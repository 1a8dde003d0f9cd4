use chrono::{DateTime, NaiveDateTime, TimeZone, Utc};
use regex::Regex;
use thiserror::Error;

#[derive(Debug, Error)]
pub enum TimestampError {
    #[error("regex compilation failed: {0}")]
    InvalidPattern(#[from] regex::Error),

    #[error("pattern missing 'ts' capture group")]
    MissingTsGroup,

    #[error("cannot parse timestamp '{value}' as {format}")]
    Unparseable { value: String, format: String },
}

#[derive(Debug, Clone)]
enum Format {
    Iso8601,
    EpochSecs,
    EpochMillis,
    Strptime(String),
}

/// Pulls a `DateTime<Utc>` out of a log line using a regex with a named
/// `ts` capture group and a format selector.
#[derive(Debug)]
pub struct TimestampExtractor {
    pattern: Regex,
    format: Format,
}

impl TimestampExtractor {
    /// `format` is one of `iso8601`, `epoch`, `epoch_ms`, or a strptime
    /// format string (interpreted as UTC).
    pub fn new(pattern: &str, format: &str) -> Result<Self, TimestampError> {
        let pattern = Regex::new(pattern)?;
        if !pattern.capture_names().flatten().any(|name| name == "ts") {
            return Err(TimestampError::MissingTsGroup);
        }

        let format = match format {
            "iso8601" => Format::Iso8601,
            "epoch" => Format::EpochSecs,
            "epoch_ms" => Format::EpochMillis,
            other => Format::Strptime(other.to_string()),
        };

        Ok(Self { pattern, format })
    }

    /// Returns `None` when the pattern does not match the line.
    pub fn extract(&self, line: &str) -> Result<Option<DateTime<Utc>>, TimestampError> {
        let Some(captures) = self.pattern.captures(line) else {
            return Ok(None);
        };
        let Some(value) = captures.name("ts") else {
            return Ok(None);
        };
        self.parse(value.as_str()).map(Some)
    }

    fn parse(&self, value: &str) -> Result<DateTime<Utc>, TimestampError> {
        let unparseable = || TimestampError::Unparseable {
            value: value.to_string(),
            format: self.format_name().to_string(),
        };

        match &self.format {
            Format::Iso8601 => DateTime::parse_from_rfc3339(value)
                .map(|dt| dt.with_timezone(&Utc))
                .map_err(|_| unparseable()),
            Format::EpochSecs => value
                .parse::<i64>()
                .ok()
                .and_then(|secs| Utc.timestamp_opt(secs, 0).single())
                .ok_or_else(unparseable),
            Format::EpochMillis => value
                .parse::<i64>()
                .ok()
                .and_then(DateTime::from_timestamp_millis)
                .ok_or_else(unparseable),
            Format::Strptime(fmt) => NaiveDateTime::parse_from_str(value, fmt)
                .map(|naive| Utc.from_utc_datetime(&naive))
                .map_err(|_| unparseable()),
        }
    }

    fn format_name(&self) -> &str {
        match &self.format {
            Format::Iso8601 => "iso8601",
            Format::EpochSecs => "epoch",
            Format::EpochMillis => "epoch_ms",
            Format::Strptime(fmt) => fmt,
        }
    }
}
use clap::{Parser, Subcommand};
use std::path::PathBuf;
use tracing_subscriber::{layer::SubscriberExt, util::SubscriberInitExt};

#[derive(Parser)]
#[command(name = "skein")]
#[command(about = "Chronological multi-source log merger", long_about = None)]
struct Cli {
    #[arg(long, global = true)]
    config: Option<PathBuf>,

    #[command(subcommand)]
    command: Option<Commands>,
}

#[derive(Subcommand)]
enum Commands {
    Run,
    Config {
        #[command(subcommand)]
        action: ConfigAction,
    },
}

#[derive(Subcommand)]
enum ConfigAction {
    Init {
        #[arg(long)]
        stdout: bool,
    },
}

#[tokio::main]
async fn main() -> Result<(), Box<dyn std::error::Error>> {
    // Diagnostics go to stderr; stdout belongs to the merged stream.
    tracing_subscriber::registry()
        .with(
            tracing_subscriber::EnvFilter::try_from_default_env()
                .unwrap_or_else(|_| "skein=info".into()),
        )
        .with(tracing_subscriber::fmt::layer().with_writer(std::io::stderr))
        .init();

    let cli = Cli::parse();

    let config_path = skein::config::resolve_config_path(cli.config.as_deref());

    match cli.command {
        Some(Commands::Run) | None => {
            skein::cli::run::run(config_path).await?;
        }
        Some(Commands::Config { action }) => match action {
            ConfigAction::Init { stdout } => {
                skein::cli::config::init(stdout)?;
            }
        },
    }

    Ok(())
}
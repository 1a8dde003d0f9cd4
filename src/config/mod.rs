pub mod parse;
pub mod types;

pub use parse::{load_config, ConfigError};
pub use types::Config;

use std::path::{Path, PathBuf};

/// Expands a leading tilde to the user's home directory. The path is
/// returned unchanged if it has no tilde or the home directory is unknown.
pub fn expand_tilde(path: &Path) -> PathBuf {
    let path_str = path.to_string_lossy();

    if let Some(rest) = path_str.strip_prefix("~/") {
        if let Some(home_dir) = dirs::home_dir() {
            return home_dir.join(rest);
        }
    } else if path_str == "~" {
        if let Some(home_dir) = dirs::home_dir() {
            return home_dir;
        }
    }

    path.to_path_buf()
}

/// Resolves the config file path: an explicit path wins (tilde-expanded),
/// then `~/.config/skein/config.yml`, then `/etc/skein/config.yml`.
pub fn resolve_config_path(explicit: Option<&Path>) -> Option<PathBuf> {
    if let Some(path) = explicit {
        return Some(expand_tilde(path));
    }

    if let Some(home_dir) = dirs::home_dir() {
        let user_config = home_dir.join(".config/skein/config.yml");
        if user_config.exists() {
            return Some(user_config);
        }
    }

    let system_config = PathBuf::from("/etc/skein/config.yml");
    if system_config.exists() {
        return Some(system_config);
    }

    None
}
++++
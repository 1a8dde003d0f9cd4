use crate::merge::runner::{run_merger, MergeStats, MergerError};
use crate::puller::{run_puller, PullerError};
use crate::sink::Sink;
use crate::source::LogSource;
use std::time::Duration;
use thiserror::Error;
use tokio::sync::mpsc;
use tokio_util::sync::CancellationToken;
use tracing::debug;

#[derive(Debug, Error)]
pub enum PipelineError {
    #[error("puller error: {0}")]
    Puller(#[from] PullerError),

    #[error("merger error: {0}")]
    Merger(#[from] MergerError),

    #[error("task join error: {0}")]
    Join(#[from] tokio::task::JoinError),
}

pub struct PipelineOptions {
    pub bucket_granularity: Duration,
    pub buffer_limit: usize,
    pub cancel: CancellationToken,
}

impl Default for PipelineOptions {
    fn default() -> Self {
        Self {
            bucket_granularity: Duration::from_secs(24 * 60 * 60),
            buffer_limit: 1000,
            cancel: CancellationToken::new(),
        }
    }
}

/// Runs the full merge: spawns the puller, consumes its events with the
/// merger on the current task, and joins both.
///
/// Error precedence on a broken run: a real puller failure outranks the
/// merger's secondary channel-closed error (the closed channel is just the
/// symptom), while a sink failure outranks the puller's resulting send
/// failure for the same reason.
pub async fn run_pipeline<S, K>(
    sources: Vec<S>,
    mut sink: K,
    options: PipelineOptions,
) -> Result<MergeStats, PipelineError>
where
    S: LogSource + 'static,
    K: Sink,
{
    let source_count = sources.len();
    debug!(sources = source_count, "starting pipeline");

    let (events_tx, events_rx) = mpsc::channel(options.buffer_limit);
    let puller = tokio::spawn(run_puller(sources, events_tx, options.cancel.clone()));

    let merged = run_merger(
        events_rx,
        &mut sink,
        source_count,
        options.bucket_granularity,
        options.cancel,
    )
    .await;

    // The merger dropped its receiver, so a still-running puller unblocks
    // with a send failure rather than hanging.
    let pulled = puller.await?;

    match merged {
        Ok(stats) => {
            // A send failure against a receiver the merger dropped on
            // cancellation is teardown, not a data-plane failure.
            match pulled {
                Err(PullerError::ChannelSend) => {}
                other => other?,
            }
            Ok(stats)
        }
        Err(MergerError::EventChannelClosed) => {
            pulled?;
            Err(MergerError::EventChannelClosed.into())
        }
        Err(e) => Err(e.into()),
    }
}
++++
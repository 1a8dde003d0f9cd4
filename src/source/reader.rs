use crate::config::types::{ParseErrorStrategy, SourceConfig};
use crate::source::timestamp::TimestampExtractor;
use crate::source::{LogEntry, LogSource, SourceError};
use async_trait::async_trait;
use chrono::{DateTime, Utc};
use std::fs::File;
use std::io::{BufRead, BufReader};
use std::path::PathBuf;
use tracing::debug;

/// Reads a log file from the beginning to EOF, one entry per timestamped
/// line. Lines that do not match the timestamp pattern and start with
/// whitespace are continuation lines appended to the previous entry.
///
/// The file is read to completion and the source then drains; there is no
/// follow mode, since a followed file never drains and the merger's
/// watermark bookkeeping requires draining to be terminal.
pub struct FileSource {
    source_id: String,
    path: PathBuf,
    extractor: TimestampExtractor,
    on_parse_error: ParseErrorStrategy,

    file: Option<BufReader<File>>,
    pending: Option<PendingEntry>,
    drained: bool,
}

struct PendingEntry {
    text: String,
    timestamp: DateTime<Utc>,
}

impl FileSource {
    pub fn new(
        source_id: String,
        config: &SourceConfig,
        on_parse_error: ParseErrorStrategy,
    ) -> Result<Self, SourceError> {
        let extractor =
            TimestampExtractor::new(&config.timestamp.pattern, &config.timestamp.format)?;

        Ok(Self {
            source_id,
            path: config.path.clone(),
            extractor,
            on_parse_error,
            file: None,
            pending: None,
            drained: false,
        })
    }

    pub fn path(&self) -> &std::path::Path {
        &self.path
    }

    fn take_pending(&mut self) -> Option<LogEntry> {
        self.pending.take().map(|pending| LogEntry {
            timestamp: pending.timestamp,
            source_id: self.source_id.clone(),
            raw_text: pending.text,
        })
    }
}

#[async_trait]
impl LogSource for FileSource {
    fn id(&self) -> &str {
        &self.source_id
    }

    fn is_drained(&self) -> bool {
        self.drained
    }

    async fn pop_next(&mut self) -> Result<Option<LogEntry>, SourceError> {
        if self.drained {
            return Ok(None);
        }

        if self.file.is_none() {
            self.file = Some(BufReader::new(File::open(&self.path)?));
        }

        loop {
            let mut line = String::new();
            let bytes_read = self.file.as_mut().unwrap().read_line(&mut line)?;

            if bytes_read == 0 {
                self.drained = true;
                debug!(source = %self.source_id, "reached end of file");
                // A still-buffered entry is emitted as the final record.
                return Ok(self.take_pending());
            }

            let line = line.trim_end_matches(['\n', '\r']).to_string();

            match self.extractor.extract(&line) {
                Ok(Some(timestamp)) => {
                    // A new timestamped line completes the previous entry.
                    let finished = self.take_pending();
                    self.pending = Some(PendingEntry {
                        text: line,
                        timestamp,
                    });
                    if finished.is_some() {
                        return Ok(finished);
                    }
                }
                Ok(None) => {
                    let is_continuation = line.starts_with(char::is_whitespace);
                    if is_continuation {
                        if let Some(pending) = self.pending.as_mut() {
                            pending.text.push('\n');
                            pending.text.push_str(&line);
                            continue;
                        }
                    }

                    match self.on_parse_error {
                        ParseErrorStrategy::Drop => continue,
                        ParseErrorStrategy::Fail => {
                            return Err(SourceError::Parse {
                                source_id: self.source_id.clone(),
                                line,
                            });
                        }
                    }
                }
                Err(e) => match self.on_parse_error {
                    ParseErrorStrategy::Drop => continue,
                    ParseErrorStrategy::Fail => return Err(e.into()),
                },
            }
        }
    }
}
++++
### Exercise goal:
Check each line in the entries above for the string "explicit", then give the number of matching lines alone.

### Problem solution:
3